On Feb 28, 2014, at 9:13 AM, L. Shawn Matott <[email protected]> wrote:
>
> Danny,
>
> That's good to know. Which of the steps causes the loss of functionality
> (rankfile, ssh as plm, or mpirun instead of srun)?
Again, to clarify - you gain a lot of functionality in terms of mapping,
binding, and other areas. In exchange, you lose atomicity in accounting and
memory limits. Note, however, that you can enforce memory limits on the
individual procs using mpirun if you so choose, so it the only actual loss is
the individual process accounting. Mpirun will provide those numbers as well,
if you want, but will not add them to the Slurm accounting database.
>
> --- Shawn
>
> -----Original Message----- From: Danny Auble
> Sent: Friday, February 28, 2014 12:09 PM
> To: slurm-dev
> Subject: [slurm-dev] Re: openmpi misbehaves when started under slurm
>
>
> Just a notice to those attempting to run this way, Slurm will not be
> able to monitor the step or keep accounting or enforce memory limits
> when running this way.
>
> On 02/28/2014 09:01 AM, L. Shawn Matott wrote:
>>
>> On our cluster we use SLURM v2.6.3 with cpusets enabled. We sometimes see
>> problems with openmpi and incorrect cpu pinning. As a workaround we use the
>> following bit of bash code to manually assemble an openmpi rankfile, switch
>> from slurm to ssh as the process launch module, and finally launch using
>> mpirun instead of srun. Hope this is helpful to someone.....
>>
>> ----
>> L. Shawn Matott, PhD
>> Computational Scientist
>> University at Buffalo,
>> Center for Computational Research
>> 701 Ellicott Street, Buffalo, New York 14203
>>
>> #
>> ================================================================================================
>> # create rank file to explicitly bind cores
>> echo "creating hostfile and rankfile"
>> uid=`id -u`
>> jid=$SLURM_JOB_ID
>> nodes=`nodeset -e $SLURM_NODELIST`
>>
>> # trigger creation of cpuset information and save to working dir
>> srun bash -c "cat /cgroup/cpuset/slurm/uid_${uid}/job_${jid}/cpuset.cpus >
>> cpus.\`hostname\`.$SLURM_JOB_ID"
>>
>> RANKFILE=rankfile.$$
>> NODEFILE=nodefile.$$
>>
>> rm -f $RANKFILE
>> rm -f $NODEFILE
>> rank=0
>> for i in ${nodes}; do
>> # extract space-separated list of assigned cpus
>> cpus=`cat cpus.${i}.${SLURM_JOB_ID}`
>> cpus=`nodeset -Re $cpus`
>> # add cpu assignments to the rank file
>> for j in ${cpus}; do
>> echo "rank ${rank}=$i slot=$j" >> $RANKFILE
>> echo "$i" >> $NODEFILE
>> rank=`expr $rank + 1`
>> if [ "$rank" == "$SLURM_NPROCS" ]; then
>> break;
>> fi
>> done
>> if [ "$rank" == "$SLURM_NPROCS" ]; then
>> break;
>> fi
>> done
>>
>> # use ssh instead of slurm as the launcher
>> # the rankfile that was just created will ensure cpusets are still honored.

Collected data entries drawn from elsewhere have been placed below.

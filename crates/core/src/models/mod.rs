pub mod asset;
pub mod chart;
pub mod filter;
pub mod record;
pub mod settings;
pub mod trend;
use chrono::{DateTime, Utc};
use serde::{Deserialize, Serialize};

/// Sort order for the asset list view.
///
/// Serialized with the names the settings file uses (`none`, `dailyDesc`, ...).
#[derive(Debug, Clone, Copy, PartialEq, Eq, Default, Serialize, Deserialize)]
pub enum SortMode {
    /// Input (insertion) order
    #[default]
    #[serde(rename = "none")]
    None,
    /// Highest daily cost first
    #[serde(rename = "dailyDesc")]
    DailyCostDesc,
    /// Highest purchase price first
    #[serde(rename = "priceDesc")]
    PriceDesc,
    /// Most recently acquired first
    #[serde(rename = "dateDesc")]
    ActiveFromDesc,
}

impl std::fmt::Display for SortMode {
    fn fmt(&self, f: &mut std::fmt::Formatter<'_>) -> std::fmt::Result {
        match self {
            SortMode::None => write!(f, "none"),
            SortMode::DailyCostDesc => write!(f, "dailyDesc"),
            SortMode::PriceDesc => write!(f, "priceDesc"),
            SortMode::ActiveFromDesc => write!(f, "dateDesc"),
        }
    }
}

/// The user's current filter selection.
#[derive(Debug, Clone, PartialEq)]
pub struct AssetQuery {
    /// Date every figure is computed for
    pub as_of: DateTime<Utc>,

    /// Tags to keep (OR). Empty = no tag filter.
    pub selected_tags: Vec<String>,

    /// Free-text search over name and tags. Empty = no filter.
    pub search: String,

    /// List view ordering
    pub sort: SortMode,
}

impl AssetQuery {
    pub fn at(as_of: DateTime<Utc>) -> Self {
        Self {
            as_of,
            selected_tags: Vec::new(),
            search: String::new(),
            sort: SortMode::None,
        }
    }
}

/// Headline figures over the tag-filtered active set.
#[derive(Debug, Clone, Copy, Default, PartialEq, Serialize, Deserialize)]
pub struct Totals {
    /// Sum of purchase prices
    pub total_cost: f64,

    /// Sum of recycle prices
    pub total_recycle: f64,

    /// Sum of daily costs as of the query date
    pub total_daily_cost: f64,
}
//! Amortized cost of a single asset at a given instant.
//!
//! Pure functions, no I/O. Two comparisons against `active_to` coexist:
//! - [`is_active`] treats the retirement instant as already out of service (`date < active_to`),
//! - [`daily_cost`] treats it as already retired (`active_to <= as_of`) when
//!   deciding whether the recycle price has been realised.
//!
//! Filtering uses the first, cost-basis selection the second. Calling
//! `daily_cost` exactly at `active_to` on an asset that `is_active` rejected
//! therefore prices it as expired.

use chrono::{DateTime, Utc};

use crate::models::asset::Asset;

/// End of the usage window: the retirement date once it has passed, otherwise `as_of`.
fn usage_end(asset: &Asset, as_of: DateTime<Utc>) -> DateTime<Utc> {
    match asset.active_to {
        Some(to) if to < as_of => to,
        _ => as_of,
    }
}

/// Whole days the asset has been in service as of `as_of`.
///
/// Never less than 1: an asset used for part of a day still amortizes over
/// one day, and a window that ends before it starts (bad input) does too.
pub fn usage_days(asset: &Asset, as_of: DateTime<Utc>) -> i64 {
    let end = usage_end(asset, as_of);
    (end - asset.active_from).num_days().max(1)
}

/// Amortized daily cost as of `as_of`.
///
/// - 0 for an asset that is not active yet (`active_from > as_of`).
/// - `(price - recycle_price) / usage_days` once retired (`active_to <= as_of`).
/// - `price / usage_days` otherwise.
///
/// The result is not clamped: a recycle price above the purchase price yields
/// a negative figure. A non-finite result is reported as 0.
pub fn daily_cost(asset: &Asset, as_of: DateTime<Utc>) -> f64 {
    if asset.active_from > as_of {
        return 0.0;
    }

    let days = usage_days(asset, as_of);
    let has_expired = asset.active_to.is_some_and(|to| to <= as_of);
    let cost_basis = if has_expired {
        asset.price - asset.recycle_price
    } else {
        asset.price
    };

    let cost = cost_basis / days as f64;
    if cost.is_finite() {
        cost
    } else {
        0.0
    }
}

/// Half-open activity window `[active_from, active_to)`.
pub fn is_active(asset: &Asset, date: DateTime<Utc>) -> bool {
    asset.active_from <= date && asset.active_to.map_or(true, |to| date < to)
}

>> export OMPI_MCA_plm=rsh
>>
>> # launch application using mpirun
>> echo "Launching application using mpirun"
>> mpirun \
>> -h $NODEFILE \
>> --rankfile $RANKFILE \
>> --prefix $OMPI \
>> --n $SLURM_NPROCS \
>> --display-map \
>> --verbose $EXE $ARGS
>> #
>> ================================================================================================